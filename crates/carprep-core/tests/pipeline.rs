//! End-to-end tests for the cleaning pipeline.

use polars::prelude::*;

use carprep_core::{
    CleanError, CleaningOptions, CleaningPipeline, Stage, TopCategorySpec, clean_listings,
};

fn raw_listings() -> DataFrame {
    DataFrame::new(vec![
        Series::new("price".into(), vec!["42000", "", "0", "31000", "27500", "19900"]).into(),
        Series::new("model".into(), vec!["Gol", "Onix", "Ka", "Gol", "0", "HB20"]).into(),
        Series::new("mileage".into(), vec!["50000", "1", "20000", "80000", "1000", "0"]).into(),
        Series::new("regdate".into(), vec!["2015", "2018", "2019", "2012", "2020", "2017"]).into(),
        Series::new(
            "extra".into(),
            vec![
                Some("Ar condicionado, Alarme, Trava elétrica"),
                Some("Alarme"),
                None,
                None,
                Some("Alarme"),
                Some("Trava elétrica"),
            ],
        )
        .into(),
        Series::new("financial".into(), vec!["Sim", "Não", "Sim", "Não", "Sim", "Sim"]).into(),
        Series::new("brand".into(), vec!["VW", "GM", "FORD", "VW", "FIAT", "HYUNDAI"]).into(),
        Series::new("cartype".into(), vec!["Hatch", "Hatch", "Sedan", "Hatch", "Sedan", "Hatch"]).into(),
        Series::new("gearbox".into(), vec!["Manual", "Manual", "Manual", "Manual", "Manual", "Automático"]).into(),
        Series::new("motorpower".into(), vec!["1.0", "1.4", "1.0", "1.6", "1.0", "1.6"]).into(),
        Series::new("fuel".into(), vec!["Flex", "Flex", "Flex", "Flex", "Gasolina", "Flex"]).into(),
        Series::new("car_steering".into(), vec!["Hidráulica", "Elétrica", "Mecânica", "Hidráulica", "Elétrica", "Hidráulica"]).into(),
        Series::new("carcolor".into(), vec!["Prata", "Preto", "Branco", "Prata", "Prata", "Preto"]).into(),
        Series::new("exchange".into(), vec!["Aceita", "Não aceita", "Aceita", "Aceita", "Aceita", "Aceita"]).into(),
    ])
    .unwrap()
}

#[test]
fn default_pipeline_produces_numeric_table() {
    let outcome = clean_listings(raw_listings()).unwrap();
    let df = &outcome.data;

    // row 1 has an empty price, row 2 a zero price, row 4 a zero model, row 5 zero mileage
    assert_eq!(df.height(), 2);
    assert_eq!(outcome.summary.input_rows, 6);
    assert_eq!(outcome.summary.rows_after_empty_filter, 5);
    assert_eq!(outcome.summary.rows_after_zero_filter, 2);
    assert_eq!(outcome.summary.dropped_rows(), 4);

    for name in ["price", "mileage", "regdate"] {
        assert_eq!(df.column(name).unwrap().dtype(), &DataType::Int64);
    }
    for name in [
        "extra",
        "model",
        "financial",
        "brand",
        "cartype",
        "gearbox",
        "motorpower",
        "fuel",
        "car_steering",
        "carcolor",
        "exchange",
    ] {
        assert!(df.column(name).is_err(), "{name} should be encoded away");
    }

    assert_eq!(
        outcome.summary.features,
        vec!["Ar condicionado", "Alarme", "Trava elétrica"]
    );
    let alarm: Vec<Option<f64>> = df
        .column("Alarme")
        .unwrap()
        .f64()
        .unwrap()
        .into_iter()
        .collect();
    assert_eq!(alarm, vec![Some(1.0), Some(0.0)]);

    let gol: Vec<Option<i64>> = df
        .column("model_Gol")
        .unwrap()
        .i64()
        .unwrap()
        .into_iter()
        .collect();
    assert_eq!(gol, vec![Some(1), Some(1)]);
    assert_eq!(outcome.summary.encoded.len(), 10);
    assert_eq!(outcome.summary.output_columns, df.width());
}

#[test]
fn encoded_summary_tracks_other_bucket() {
    let options = CleaningOptions::default()
        .with_nonzero_columns(["price"])
        .with_integer_columns(Vec::<String>::new())
        .with_top_categories(vec![TopCategorySpec::new("brand", 1)]);

    let outcome = CleaningPipeline::new(options).run(raw_listings()).unwrap();

    let brand = &outcome.summary.encoded[0];
    assert_eq!(brand.column, "brand");
    assert_eq!(brand.retained[0].value, "VW");
    assert_eq!(brand.other_rows, outcome.data.height() - 2);
    assert!(outcome.data.column("brand_VW").is_ok());
    assert!(outcome.data.column("fuel").is_ok());
}

#[test]
fn stage_errors_abort_the_run() {
    let options = CleaningOptions::default()
        .with_top_categories(vec![TopCategorySpec::new("doors", 2)]);

    let err = CleaningPipeline::new(options)
        .run(raw_listings())
        .unwrap_err();

    assert_eq!(err.stage(), Some(Stage::TopCategory));
}

#[test]
fn non_numeric_regdate_aborts() {
    let mut df = raw_listings();
    df.with_column(Series::new(
        "regdate".into(),
        vec!["2015", "2018", "2019", "antigo", "2020", "2017"],
    ))
    .unwrap();

    let err = clean_listings(df).unwrap_err();

    assert!(matches!(err, CleanError::NonNumericValue { ref column, .. } if column == "regdate"));
}

#[test]
fn discover_uses_filtered_rows() {
    let pipeline = CleaningPipeline::default();
    let mut df = raw_listings();
    // the longest listing sits on a row that the zero filter removes
    df.with_column(Series::new(
        "extra".into(),
        vec![
            Some("Alarme"),
            None,
            Some("Ar condicionado, Alarme, Trava elétrica, Som"),
            Some("Som"),
            None,
            None,
        ],
    ))
    .unwrap();

    let vocabulary = pipeline.discover(&df).unwrap();

    assert_eq!(vocabulary.source_row(), 0);
    assert_eq!(vocabulary.names(), vec!["Alarme"]);
}

#[test]
fn disabling_empty_filter_keeps_empty_price_until_normalization() {
    let options = CleaningOptions::default().with_drop_empty_rows(false);

    let err = CleaningPipeline::new(options)
        .run(raw_listings())
        .unwrap_err();

    assert!(matches!(err, CleanError::NonNumericValue { ref column, row: 1, .. } if column == "price"));
}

**EXERCISE:** Filter the entries above down to the lines that contain the word "height".

**SOLUTION:**
    assert_eq!(df.height(), 2);
    assert_eq!(brand.other_rows, outcome.data.height() - 2);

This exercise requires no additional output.